RECORDED DATA:
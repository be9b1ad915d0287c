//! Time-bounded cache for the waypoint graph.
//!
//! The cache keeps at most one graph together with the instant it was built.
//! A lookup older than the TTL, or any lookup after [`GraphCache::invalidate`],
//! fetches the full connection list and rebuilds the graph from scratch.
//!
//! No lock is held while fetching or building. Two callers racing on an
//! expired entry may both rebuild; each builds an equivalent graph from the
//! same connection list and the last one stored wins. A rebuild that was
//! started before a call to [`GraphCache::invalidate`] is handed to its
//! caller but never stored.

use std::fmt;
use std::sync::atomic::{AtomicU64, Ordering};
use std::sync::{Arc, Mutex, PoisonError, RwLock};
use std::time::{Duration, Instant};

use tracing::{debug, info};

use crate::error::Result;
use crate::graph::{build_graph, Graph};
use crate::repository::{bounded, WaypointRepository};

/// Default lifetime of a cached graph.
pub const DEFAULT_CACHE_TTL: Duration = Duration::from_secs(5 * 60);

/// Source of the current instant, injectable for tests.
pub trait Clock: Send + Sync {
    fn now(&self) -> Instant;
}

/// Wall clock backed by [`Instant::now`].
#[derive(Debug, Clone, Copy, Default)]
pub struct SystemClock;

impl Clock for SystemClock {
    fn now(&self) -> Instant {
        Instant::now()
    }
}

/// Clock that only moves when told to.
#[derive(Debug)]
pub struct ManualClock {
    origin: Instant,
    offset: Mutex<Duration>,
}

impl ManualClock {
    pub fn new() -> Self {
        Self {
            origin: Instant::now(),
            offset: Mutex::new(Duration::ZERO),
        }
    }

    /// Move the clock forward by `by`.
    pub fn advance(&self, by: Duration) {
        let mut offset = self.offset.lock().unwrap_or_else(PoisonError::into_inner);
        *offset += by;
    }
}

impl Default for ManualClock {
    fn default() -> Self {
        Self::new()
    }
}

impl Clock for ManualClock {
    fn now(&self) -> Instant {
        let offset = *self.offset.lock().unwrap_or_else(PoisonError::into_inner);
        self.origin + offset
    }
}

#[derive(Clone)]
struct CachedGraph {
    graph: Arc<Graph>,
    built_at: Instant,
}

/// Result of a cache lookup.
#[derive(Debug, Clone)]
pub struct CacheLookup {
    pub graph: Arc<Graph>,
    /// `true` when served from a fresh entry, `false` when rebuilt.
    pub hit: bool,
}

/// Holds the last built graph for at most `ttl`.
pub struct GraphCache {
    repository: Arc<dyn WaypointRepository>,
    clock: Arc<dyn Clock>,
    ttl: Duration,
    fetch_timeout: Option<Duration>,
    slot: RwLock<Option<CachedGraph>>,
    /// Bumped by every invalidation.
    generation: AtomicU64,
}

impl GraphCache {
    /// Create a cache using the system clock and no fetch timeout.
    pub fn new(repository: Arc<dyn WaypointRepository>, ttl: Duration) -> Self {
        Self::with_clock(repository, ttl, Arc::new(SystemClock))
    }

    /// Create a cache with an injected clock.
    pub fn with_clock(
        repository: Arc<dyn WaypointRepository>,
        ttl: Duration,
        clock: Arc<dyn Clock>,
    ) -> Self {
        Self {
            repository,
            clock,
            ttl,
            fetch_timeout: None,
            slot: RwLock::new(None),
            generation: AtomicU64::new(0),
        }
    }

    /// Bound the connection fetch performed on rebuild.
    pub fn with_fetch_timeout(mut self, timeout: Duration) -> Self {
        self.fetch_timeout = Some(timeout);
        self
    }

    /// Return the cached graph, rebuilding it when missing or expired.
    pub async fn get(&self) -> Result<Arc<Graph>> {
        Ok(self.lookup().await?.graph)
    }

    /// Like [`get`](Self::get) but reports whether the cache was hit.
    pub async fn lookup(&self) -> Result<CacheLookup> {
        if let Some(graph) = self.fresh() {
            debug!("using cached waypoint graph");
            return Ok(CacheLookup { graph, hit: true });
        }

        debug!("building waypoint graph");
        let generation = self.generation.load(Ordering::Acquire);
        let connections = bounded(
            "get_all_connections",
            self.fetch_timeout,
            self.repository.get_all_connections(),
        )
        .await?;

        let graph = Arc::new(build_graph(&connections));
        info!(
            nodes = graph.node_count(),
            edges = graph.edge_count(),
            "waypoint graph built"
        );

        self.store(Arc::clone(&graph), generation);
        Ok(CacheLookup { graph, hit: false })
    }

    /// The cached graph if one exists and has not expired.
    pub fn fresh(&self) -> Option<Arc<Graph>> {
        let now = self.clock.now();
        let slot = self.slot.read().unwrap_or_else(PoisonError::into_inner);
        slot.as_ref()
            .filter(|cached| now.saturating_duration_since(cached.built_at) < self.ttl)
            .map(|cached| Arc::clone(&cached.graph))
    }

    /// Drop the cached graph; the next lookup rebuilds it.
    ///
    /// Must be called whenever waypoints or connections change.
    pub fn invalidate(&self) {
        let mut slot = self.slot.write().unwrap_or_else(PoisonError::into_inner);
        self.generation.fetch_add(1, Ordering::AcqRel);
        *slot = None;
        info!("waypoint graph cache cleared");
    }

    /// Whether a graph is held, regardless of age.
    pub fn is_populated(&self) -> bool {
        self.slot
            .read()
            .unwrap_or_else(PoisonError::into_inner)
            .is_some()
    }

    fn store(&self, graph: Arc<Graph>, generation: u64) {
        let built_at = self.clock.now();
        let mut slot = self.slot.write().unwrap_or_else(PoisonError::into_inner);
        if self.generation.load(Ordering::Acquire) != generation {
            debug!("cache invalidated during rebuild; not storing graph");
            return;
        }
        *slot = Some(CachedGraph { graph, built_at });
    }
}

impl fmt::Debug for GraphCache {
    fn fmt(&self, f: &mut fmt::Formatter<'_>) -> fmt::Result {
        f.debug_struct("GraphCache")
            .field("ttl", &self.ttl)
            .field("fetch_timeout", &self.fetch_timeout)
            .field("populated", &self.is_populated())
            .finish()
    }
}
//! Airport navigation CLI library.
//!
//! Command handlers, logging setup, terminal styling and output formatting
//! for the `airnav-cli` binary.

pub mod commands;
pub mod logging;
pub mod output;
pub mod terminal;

DIRECTIONS: Which lines of the material contain the string "that"? List each of them.

OUTPUT OF THE EXERCISE:
//! same connection list and the last one stored wins. A rebuild that was
/// Clock that only moves when told to.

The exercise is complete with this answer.